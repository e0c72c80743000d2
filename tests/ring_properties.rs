use std::time::{Duration, Instant};

use consistent_ring::{Config, HashRing};
use pretty_assertions::assert_eq;
use rand::{Rng, SeedableRng, distr::Alphanumeric, rngs::StdRng};

fn random_keys(count: usize) -> Vec<String> {
    let mut rng = StdRng::seed_from_u64(7);
    (0..count)
        .map(|_| {
            (&mut rng)
                .sample_iter(&Alphanumeric)
                .take(12)
                .map(char::from)
                .collect()
        })
        .collect()
}

fn ring_of(nodes: &[&str], replica_count: usize) -> HashRing<String> {
    let mut ring = HashRing::new(replica_count);
    ring.batch_add(nodes.iter().map(|n| n.to_string()).collect());
    ring
}

fn assignments(ring: &HashRing<String>, keys: &[String]) -> Vec<String> {
    keys.iter()
        .map(|key| ring.get(key.as_str()).cloned().unwrap_or_default())
        .collect()
}

#[test]
fn fruit_keys_after_removing_node_b() {
    let mut ring = ring_of(&["NodeA", "NodeB", "NodeC"], 3);
    let nodes = ["NodeA", "NodeB", "NodeC"];

    let mut before = vec![];
    for key in ["apple", "banana", "cherry"] {
        let node = ring.get(key).cloned().unwrap();
        assert!(nodes.contains(&node.as_str()), "{key} routed to {node}");
        before.push(node);
    }

    assert!(ring.remove(&"NodeB".to_string()));

    for (key, previous) in ["apple", "banana", "cherry"].iter().zip(before) {
        let node = ring.get(*key).cloned().unwrap();
        assert_ne!("NodeB", node);
        if previous != "NodeB" {
            assert_eq!(previous, node, "{key} moved although its node stayed");
        }
    }
}

#[test]
fn assignments_are_deterministic() {
    let keys = random_keys(2_000);

    let ring = ring_of(&["NodeA", "NodeB", "NodeC"], 50);
    let same = ring_of(&["NodeA", "NodeB", "NodeC"], 50);
    let reordered = ring_of(&["NodeC", "NodeA", "NodeB"], 50);

    let expected = assignments(&ring, &keys);
    assert_eq!(expected, assignments(&ring, &keys));
    assert_eq!(expected, assignments(&same, &keys));
    assert_eq!(expected, assignments(&reordered, &keys));
    assert_eq!(ring, reordered);
}

#[test]
fn positions_are_pinned() {
    // SipHash-2-4 with zero keys over the key's bytes and the 0xff str terminator,
    // no per-process seed
    let ring: HashRing<&str> = HashRing::new(1);
    assert_eq!(10549519590246242588, ring.position_of("apple"));
    assert_eq!(3133855342755220099, ring.position_of("banana"));

    // "NodeA", 0xff, ':', replica 0 as little-endian u64
    let mut ring: HashRing<String> = HashRing::new(1);
    ring.add("NodeA".to_string());
    let positions: Vec<u64> = ring.positions().map(|(position, _)| position).collect();
    assert_eq!(vec![9665489534040599891], positions);
}

#[test]
fn non_empty_ring_covers_every_key() {
    let keys = random_keys(5_000);
    let mut ring = HashRing::new(1);
    ring.add("only".to_string());

    for key in &keys {
        assert_eq!(Some(&"only".to_string()), ring.get(key.as_str()));
    }

    ring.batch_add(vec!["second".to_string(), "third".to_string()]);
    assert!(keys.iter().all(|key| ring.get(key.as_str()).is_some()));

    ring.remove(&"only".to_string());
    ring.remove(&"second".to_string());
    ring.remove(&"third".to_string());
    assert!(keys.iter().all(|key| ring.get(key.as_str()).is_none()));
}

#[test]
fn keys_above_the_highest_position_wrap_around() {
    let ring = ring_of(&["NodeA", "NodeB", "NodeC"], 3);

    let (lowest, lowest_owner) = ring.positions().next().unwrap();
    let (highest, _) = ring.positions().next_back().unwrap();
    assert!(lowest < highest);

    let key = (0..100_000)
        .map(|i| format!("key-{i}"))
        .find(|key| ring.position_of(key.as_str()) > highest)
        .expect("some key hashes above the highest position");

    assert_eq!(Some(lowest_owner), ring.get(key.as_str()));
}

#[test]
fn adding_a_node_only_moves_keys_to_it() {
    let keys = random_keys(5_000);
    let mut ring = ring_of(&["A", "B"], 40);
    let before = assignments(&ring, &keys);

    ring.add("C".to_string());
    let after = assignments(&ring, &keys);

    let mut moved = 0;
    for ((key, old), new) in keys.iter().zip(&before).zip(&after) {
        if old != new {
            assert_eq!("C", new, "{key} moved from {old} to an old node");
            moved += 1;
        }
    }
    assert!(moved > 0, "the new node should take over some keys");
}

#[test]
fn removing_a_node_only_moves_its_keys() {
    let keys = random_keys(5_000);
    let mut ring = ring_of(&["A", "B", "C"], 40);
    let before = assignments(&ring, &keys);

    ring.remove(&"B".to_string());
    let after = assignments(&ring, &keys);

    for ((key, old), new) in keys.iter().zip(&before).zip(&after) {
        if old == "B" {
            assert!(new == "A" || new == "C", "{key} moved to {new}");
        } else {
            assert_eq!(old, new, "{key} moved although {old} stayed");
        }
    }
}

#[test]
fn removing_twice_leaves_the_ring_unchanged() {
    let mut ring = ring_of(&["A", "B", "C"], 10);

    assert!(ring.remove(&"B".to_string()));
    let after_first = ring.clone();

    assert!(!ring.remove(&"B".to_string()));
    assert_eq!(after_first, ring);

    assert!(!ring.remove(&"unknown".to_string()));
    assert_eq!(after_first, ring);
    assert_eq!(20, ring.vlen());
}

#[test]
fn reassignments_list_exactly_the_moved_keys() {
    let keys = random_keys(2_000);
    let previous = ring_of(&["A", "B", "C"], 20);
    let mut current = previous.clone();
    current.add("D".to_string());
    current.remove(&"A".to_string());

    let moved = current.reassignments(&previous);

    for key in &keys {
        let position = current.position_of(key.as_str());
        let old = previous.get(key.as_str()).unwrap();
        let new = current.get(key.as_str()).unwrap();

        match moved.iter().find(|r| r.hash_range.contains(&position)) {
            Some(r) => assert_eq!((&r.from, &r.to), (old, new)),
            None => assert_eq!(old, new),
        }
    }
}

#[test]
fn small_hash_space_stays_consistent_under_churn() {
    let config = Config::new(3).with_modulus(360);
    let mut rng = StdRng::seed_from_u64(42);
    let mut ring: HashRing<String> = HashRing::from_config(&config).unwrap();

    for _ in 0..500 {
        let node = format!("Node{}", rng.random_range(0..40));
        if rng.random_bool(0.6) {
            ring.add(node);
        } else {
            ring.remove(&node);
        }

        // the ring matches one built from scratch with the same members in the same order
        let mut rebuilt: HashRing<String> = HashRing::from_config(&config).unwrap();
        rebuilt.batch_add(ring.nodes().cloned().collect());
        assert_eq!(rebuilt, ring);

        assert!(ring.positions().all(|(position, _)| position < 360));
        assert_eq!(ring.is_empty(), ring.get("apple").is_none());
    }
}

#[test]
fn membership_changes_do_not_scan_all_nodes() {
    let started = Instant::now();
    let mut ring: HashRing<String> = HashRing::new(1);

    for i in 0..100_000 {
        ring.add(format!("node-{i}"));
    }
    for i in (0..100_000).step_by(10) {
        assert!(ring.remove(&format!("node-{i}")));
    }

    assert_eq!(90_000, ring.len());
    assert_eq!(90_000, ring.vlen());
    assert!(!ring.contains(&"node-0".to_string()));
    assert!(ring.contains(&"node-1".to_string()));
    assert_eq!(Some(&"node-1".to_string()), ring.nodes().next());
    assert!(
        started.elapsed() < Duration::from_secs(10),
        "100k joins and 10k departures took {:?}",
        started.elapsed()
    );
}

EXERCISE GOAL | The answer must be the full listing, repeated word for word.

EXPECTED OUTPUT |
repository e0c72c80743000d2
filename tests/ring_properties.rs
use std::time::{Duration, Instant};

use consistent_ring::{Config, HashRing};
use pretty_assertions::assert_eq;
use rand::{Rng, SeedableRng, distr::Alphanumeric, rngs::StdRng};

fn random_keys(count: usize) -> Vec<String> {
    let mut rng = StdRng::seed_from_u64(7);
    (0..count)
        .map(|_| {
            (&mut rng)
                .sample_iter(&Alphanumeric)
                .take(12)
                .map(char::from)
                .collect()
        })
        .collect()
}

fn ring_of(nodes: &[&str], replica_count: usize) -> HashRing<String> {
    let mut ring = HashRing::new(replica_count);
    ring.batch_add(nodes.iter().map(|n| n.to_string()).collect());
    ring
}

fn assignments(ring: &HashRing<String>, keys: &[String]) -> Vec<String> {
    keys.iter()
        .map(|key| ring.get(key.as_str()).cloned().unwrap_or_default())
        .collect()
}

#[test]
fn fruit_keys_after_removing_node_b() {
    let mut ring = ring_of(&["NodeA", "NodeB", "NodeC"], 3);
    let nodes = ["NodeA", "NodeB", "NodeC"];

    let mut before = vec![];
    for key in ["apple", "banana", "cherry"] {
        let node = ring.get(key).cloned().unwrap();
        assert!(nodes.contains(&node.as_str()), "{key} routed to {node}");
        before.push(node);
    }

    assert!(ring.remove(&"NodeB".to_string()));

    for (key, previous) in ["apple", "banana", "cherry"].iter().zip(before) {
        let node = ring.get(*key).cloned().unwrap();
        assert_ne!("NodeB", node);
        if previous != "NodeB" {
            assert_eq!(previous, node, "{key} moved although its node stayed");
        }
    }
}

#[test]
fn assignments_are_deterministic() {
    let keys = random_keys(2_000);

    let ring = ring_of(&["NodeA", "NodeB", "NodeC"], 50);
    let same = ring_of(&["NodeA", "NodeB", "NodeC"], 50);
    let reordered = ring_of(&["NodeC", "NodeA", "NodeB"], 50);

    let expected = assignments(&ring, &keys);
    assert_eq!(expected, assignments(&ring, &keys));
    assert_eq!(expected, assignments(&same, &keys));
    assert_eq!(expected, assignments(&reordered, &keys));
    assert_eq!(ring, reordered);
}

#[test]
fn positions_are_pinned() {
    // SipHash-2-4 with zero keys over the key's bytes and the 0xff str terminator,
    // no per-process seed
    let ring: HashRing<&str> = HashRing::new(1);
    assert_eq!(10549519590246242588, ring.position_of("apple"));
    assert_eq!(3133855342755220099, ring.position_of("banana"));

    // "NodeA", 0xff, ':', replica 0 as little-endian u64
    let mut ring: HashRing<String> = HashRing::new(1);
    ring.add("NodeA".to_string());
    let positions: Vec<u64> = ring.positions().map(|(position, _)| position).collect();
    assert_eq!(vec![9665489534040599891], positions);
}

#[test]
fn non_empty_ring_covers_every_key() {
    let keys = random_keys(5_000);
    let mut ring = HashRing::new(1);
    ring.add("only".to_string());

    for key in &keys {
        assert_eq!(Some(&"only".to_string()), ring.get(key.as_str()));
    }

    ring.batch_add(vec!["second".to_string(), "third".to_string()]);
    assert!(keys.iter().all(|key| ring.get(key.as_str()).is_some()));

    ring.remove(&"only".to_string());
    ring.remove(&"second".to_string());
    ring.remove(&"third".to_string());
    assert!(keys.iter().all(|key| ring.get(key.as_str()).is_none()));
}

#[test]
fn keys_above_the_highest_position_wrap_around() {
    let ring = ring_of(&["NodeA", "NodeB", "NodeC"], 3);

    let (lowest, lowest_owner) = ring.positions().next().unwrap();
    let (highest, _) = ring.positions().next_back().unwrap();
    assert!(lowest < highest);

    let key = (0..100_000)
        .map(|i| format!("key-{i}"))
        .find(|key| ring.position_of(key.as_str()) > highest)
        .expect("some key hashes above the highest position");

    assert_eq!(Some(lowest_owner), ring.get(key.as_str()));
}

#[test]
fn adding_a_node_only_moves_keys_to_it() {
    let keys = random_keys(5_000);
    let mut ring = ring_of(&["A", "B"], 40);
    let before = assignments(&ring, &keys);

    ring.add("C".to_string());
    let after = assignments(&ring, &keys);

    let mut moved = 0;
    for ((key, old), new) in keys.iter().zip(&before).zip(&after) {
        if old != new {
            assert_eq!("C", new, "{key} moved from {old} to an old node");
            moved += 1;
        }
    }
    assert!(moved > 0, "the new node should take over some keys");
}

#[test]
fn removing_a_node_only_moves_its_keys() {
    let keys = random_keys(5_000);
    let mut ring = ring_of(&["A", "B", "C"], 40);
    let before = assignments(&ring, &keys);

    ring.remove(&"B".to_string());
    let after = assignments(&ring, &keys);

    for ((key, old), new) in keys.iter().zip(&before).zip(&after) {
        if old == "B" {
            assert!(new == "A" || new == "C", "{key} moved to {new}");
        } else {
            assert_eq!(old, new, "{key} moved although {old} stayed");
        }
    }
}

#[test]
fn removing_twice_leaves_the_ring_unchanged() {
    let mut ring = ring_of(&["A", "B", "C"], 10);

    assert!(ring.remove(&"B".to_string()));
    let after_first = ring.clone();

    assert!(!ring.remove(&"B".to_string()));
    assert_eq!(after_first, ring);

    assert!(!ring.remove(&"unknown".to_string()));
    assert_eq!(after_first, ring);
    assert_eq!(20, ring.vlen());
}

#[test]
fn reassignments_list_exactly_the_moved_keys() {
    let keys = random_keys(2_000);
    let previous = ring_of(&["A", "B", "C"], 20);
    let mut current = previous.clone();
    current.add("D".to_string());
    current.remove(&"A".to_string());

    let moved = current.reassignments(&previous);

    for key in &keys {
        let position = current.position_of(key.as_str());
        let old = previous.get(key.as_str()).unwrap();
        let new = current.get(key.as_str()).unwrap();

        match moved.iter().find(|r| r.hash_range.contains(&position)) {
            Some(r) => assert_eq!((&r.from, &r.to), (old, new)),
            None => assert_eq!(old, new),
        }
    }
}

#[test]
fn small_hash_space_stays_consistent_under_churn() {
    let config = Config::new(3).with_modulus(360);
    let mut rng = StdRng::seed_from_u64(42);
    let mut ring: HashRing<String> = HashRing::from_config(&config).unwrap();

    for _ in 0..500 {
        let node = format!("Node{}", rng.random_range(0..40));
        if rng.random_bool(0.6) {
            ring.add(node);
        } else {
            ring.remove(&node);
        }

        // the ring matches one built from scratch with the same members in the same order
        let mut rebuilt: HashRing<String> = HashRing::from_config(&config).unwrap();
        rebuilt.batch_add(ring.nodes().cloned().collect());
        assert_eq!(rebuilt, ring);

        assert!(ring.positions().all(|(position, _)| position < 360));
        assert_eq!(ring.is_empty(), ring.get("apple").is_none());
    }
}

#[test]
fn membership_changes_do_not_scan_all_nodes() {
    let started = Instant::now();
    let mut ring: HashRing<String> = HashRing::new(1);

    for i in 0..100_000 {
        ring.add(format!("node-{i}"));
    }
    for i in (0..100_000).step_by(10) {
        assert!(ring.remove(&format!("node-{i}")));
    }

    assert_eq!(90_000, ring.len());
    assert_eq!(90_000, ring.vlen());
    assert!(!ring.contains(&"node-0".to_string()));
    assert!(ring.contains(&"node-1".to_string()));
    assert_eq!(Some(&"node-1".to_string()), ring.nodes().next());
    assert!(
        started.elapsed() < Duration::from_secs(10),
        "100k joins and 10k departures took {:?}",
        started.elapsed()
    );
}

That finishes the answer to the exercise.